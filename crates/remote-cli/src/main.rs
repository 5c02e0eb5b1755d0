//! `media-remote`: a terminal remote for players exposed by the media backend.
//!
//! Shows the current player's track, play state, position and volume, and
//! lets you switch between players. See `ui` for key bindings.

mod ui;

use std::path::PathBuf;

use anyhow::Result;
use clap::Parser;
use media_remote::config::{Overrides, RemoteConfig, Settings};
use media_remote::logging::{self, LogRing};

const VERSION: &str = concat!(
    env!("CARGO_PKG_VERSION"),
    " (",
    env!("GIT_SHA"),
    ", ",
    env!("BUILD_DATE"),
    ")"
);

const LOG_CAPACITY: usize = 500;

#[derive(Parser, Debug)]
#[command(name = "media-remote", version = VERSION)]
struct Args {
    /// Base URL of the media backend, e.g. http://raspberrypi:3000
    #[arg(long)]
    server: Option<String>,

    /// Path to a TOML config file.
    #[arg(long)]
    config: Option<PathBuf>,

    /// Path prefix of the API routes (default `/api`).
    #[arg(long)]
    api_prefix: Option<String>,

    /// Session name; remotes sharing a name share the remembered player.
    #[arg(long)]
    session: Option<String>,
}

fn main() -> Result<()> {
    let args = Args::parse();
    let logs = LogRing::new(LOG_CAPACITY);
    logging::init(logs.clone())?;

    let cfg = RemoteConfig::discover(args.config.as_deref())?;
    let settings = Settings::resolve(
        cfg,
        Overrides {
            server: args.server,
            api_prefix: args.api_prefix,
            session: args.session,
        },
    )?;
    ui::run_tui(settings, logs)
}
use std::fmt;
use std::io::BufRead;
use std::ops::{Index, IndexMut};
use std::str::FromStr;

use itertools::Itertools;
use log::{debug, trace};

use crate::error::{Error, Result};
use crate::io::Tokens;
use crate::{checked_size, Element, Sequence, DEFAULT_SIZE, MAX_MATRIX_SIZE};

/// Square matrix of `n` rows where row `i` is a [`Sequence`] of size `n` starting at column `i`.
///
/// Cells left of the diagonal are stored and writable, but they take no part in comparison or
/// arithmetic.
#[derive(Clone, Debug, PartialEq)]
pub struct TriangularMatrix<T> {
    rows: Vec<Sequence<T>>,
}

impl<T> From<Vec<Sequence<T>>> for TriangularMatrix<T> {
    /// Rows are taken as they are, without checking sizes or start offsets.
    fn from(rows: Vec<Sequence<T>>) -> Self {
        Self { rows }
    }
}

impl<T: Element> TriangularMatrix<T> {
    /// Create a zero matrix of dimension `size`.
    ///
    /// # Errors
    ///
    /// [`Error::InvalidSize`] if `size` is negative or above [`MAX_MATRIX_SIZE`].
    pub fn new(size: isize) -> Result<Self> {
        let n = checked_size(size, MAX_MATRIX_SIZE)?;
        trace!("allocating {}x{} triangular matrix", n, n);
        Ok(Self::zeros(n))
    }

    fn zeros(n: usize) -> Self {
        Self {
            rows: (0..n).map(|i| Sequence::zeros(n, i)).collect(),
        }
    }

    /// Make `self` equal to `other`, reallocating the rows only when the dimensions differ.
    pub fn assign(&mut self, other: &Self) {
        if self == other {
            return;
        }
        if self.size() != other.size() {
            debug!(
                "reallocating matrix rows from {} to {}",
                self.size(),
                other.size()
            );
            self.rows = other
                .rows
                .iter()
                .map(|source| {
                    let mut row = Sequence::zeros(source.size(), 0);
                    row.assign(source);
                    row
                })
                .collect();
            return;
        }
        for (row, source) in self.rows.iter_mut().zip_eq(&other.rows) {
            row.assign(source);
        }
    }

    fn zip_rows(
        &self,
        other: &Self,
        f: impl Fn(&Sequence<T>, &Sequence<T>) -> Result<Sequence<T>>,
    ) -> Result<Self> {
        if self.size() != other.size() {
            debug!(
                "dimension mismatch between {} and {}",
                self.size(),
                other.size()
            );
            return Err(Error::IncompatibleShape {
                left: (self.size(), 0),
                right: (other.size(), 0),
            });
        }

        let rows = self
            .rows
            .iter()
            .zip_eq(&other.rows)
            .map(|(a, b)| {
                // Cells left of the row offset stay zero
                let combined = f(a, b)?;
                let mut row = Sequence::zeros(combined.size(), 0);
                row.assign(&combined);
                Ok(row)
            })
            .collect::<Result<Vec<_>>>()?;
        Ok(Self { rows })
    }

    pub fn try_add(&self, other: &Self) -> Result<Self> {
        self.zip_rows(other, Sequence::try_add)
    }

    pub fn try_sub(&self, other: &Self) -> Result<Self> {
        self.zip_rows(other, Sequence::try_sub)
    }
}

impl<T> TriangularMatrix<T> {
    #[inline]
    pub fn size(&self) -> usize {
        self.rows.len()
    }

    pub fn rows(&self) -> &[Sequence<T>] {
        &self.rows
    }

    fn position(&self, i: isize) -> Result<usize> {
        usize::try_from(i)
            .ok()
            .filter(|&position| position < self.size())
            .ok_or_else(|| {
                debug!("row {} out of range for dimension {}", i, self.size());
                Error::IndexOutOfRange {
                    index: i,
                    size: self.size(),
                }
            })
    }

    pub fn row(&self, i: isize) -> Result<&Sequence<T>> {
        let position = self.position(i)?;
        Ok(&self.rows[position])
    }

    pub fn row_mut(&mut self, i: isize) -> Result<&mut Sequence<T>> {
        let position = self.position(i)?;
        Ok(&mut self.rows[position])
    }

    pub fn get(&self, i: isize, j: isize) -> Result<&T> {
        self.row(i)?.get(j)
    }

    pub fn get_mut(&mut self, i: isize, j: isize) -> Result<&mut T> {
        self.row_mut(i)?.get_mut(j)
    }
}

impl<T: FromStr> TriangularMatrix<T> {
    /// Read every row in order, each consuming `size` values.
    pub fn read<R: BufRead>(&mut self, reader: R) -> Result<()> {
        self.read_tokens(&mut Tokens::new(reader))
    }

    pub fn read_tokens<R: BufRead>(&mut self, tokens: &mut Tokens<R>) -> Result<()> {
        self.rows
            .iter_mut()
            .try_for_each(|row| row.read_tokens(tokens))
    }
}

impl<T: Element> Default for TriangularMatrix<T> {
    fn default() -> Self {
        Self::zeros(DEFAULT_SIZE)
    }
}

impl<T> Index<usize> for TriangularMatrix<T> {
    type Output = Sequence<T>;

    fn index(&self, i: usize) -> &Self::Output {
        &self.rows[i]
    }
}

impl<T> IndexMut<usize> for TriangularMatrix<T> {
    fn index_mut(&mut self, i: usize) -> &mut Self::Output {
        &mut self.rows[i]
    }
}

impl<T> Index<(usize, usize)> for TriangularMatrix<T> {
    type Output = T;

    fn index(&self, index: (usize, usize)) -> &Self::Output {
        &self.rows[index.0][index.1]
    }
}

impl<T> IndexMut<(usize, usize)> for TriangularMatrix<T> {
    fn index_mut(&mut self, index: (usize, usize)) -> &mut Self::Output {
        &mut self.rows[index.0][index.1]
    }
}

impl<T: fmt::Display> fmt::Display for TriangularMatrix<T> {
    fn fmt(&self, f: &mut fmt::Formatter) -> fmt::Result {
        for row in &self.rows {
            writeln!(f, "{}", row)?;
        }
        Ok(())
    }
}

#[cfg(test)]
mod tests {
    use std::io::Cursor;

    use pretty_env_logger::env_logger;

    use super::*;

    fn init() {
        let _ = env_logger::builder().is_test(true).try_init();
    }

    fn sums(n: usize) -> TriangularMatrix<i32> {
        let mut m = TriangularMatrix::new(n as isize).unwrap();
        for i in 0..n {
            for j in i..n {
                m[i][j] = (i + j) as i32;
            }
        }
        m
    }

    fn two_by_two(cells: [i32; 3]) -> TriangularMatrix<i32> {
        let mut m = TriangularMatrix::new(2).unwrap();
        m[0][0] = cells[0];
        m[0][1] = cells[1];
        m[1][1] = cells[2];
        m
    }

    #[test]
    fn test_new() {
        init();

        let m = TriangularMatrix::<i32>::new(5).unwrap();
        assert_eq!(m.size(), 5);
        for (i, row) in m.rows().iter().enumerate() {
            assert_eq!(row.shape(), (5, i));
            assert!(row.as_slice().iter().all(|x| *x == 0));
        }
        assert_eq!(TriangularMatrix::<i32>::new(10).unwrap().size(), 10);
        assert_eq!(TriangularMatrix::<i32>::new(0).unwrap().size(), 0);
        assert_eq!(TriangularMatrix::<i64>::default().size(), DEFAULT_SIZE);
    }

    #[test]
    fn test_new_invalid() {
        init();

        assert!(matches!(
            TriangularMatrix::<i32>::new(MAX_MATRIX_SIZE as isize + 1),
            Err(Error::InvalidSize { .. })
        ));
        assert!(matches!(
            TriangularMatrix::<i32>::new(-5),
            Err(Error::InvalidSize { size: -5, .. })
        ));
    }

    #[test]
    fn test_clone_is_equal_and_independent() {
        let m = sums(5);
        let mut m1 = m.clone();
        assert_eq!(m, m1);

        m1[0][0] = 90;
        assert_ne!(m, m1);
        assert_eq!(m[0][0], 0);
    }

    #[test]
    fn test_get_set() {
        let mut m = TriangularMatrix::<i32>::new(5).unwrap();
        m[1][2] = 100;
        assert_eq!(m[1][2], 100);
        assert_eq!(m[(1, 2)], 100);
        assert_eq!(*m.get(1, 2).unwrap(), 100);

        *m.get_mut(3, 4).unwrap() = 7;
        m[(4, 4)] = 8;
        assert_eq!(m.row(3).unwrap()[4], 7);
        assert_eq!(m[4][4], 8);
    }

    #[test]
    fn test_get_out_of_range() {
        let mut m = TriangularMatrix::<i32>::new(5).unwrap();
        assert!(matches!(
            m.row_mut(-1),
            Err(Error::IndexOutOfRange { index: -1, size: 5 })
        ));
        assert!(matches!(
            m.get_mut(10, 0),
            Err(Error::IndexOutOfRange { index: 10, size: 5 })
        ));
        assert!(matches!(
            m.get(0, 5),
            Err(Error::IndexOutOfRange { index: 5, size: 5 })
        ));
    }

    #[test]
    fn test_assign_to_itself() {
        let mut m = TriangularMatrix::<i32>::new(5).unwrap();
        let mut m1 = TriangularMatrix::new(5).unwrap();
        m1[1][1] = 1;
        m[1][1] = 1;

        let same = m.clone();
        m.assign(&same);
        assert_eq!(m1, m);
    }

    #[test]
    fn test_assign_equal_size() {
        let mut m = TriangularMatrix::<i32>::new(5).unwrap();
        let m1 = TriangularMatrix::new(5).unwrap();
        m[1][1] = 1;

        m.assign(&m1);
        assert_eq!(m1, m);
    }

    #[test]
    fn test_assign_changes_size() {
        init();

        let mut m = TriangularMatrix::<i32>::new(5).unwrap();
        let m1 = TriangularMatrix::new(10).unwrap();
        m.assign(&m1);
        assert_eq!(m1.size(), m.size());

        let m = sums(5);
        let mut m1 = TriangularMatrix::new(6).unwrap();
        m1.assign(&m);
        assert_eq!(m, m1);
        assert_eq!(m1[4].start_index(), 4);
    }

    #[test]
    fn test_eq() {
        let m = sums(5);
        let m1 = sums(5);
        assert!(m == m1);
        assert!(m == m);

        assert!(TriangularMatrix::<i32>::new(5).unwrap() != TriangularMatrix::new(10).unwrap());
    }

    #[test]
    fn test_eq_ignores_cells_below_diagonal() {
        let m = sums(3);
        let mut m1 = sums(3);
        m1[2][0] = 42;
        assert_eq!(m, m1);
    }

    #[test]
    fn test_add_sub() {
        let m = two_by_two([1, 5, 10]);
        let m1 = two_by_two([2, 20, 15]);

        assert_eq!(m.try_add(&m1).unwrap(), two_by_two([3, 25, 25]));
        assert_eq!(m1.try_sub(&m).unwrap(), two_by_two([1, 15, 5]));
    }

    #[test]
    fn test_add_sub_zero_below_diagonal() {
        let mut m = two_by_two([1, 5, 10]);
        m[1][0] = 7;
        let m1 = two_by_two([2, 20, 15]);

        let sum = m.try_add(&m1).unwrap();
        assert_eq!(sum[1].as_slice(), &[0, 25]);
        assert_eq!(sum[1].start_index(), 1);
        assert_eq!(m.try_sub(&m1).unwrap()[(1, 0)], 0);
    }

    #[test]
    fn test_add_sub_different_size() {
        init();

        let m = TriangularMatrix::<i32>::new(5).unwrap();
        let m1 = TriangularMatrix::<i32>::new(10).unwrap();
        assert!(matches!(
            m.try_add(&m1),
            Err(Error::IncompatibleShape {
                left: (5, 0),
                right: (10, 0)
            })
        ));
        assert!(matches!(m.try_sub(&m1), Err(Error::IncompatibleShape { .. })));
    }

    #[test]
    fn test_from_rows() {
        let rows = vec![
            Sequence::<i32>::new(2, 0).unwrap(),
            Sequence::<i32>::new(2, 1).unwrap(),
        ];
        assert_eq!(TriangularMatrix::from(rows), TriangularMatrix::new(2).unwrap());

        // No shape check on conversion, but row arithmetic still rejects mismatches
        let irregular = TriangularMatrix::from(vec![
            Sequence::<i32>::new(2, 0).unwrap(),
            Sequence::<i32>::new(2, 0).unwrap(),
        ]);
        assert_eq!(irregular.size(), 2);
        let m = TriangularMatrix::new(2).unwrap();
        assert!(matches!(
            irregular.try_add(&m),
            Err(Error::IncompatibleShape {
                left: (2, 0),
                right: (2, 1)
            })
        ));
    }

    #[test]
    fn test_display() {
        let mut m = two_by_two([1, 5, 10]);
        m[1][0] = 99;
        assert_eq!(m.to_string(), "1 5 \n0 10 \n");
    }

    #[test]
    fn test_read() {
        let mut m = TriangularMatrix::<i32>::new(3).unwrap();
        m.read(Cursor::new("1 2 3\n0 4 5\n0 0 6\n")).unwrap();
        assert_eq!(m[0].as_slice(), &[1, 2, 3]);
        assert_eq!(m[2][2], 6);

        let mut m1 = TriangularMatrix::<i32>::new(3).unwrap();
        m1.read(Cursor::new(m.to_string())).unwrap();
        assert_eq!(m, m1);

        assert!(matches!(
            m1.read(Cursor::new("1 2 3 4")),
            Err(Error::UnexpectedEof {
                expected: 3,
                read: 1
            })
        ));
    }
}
--
### Activity
What you give back should be exactly the lines of the data above from the line with "Create a zero" through the line with "pub fn new(size: isize)", both of those included, and nothing more.

### Problem solution
    /// Create a zero matrix of dimension `size`.
    ///
    /// # Errors
    ///
    /// [`Error::InvalidSize`] if `size` is negative or above [`MAX_MATRIX_SIZE`].
    pub fn new(size: isize) -> Result<Self> {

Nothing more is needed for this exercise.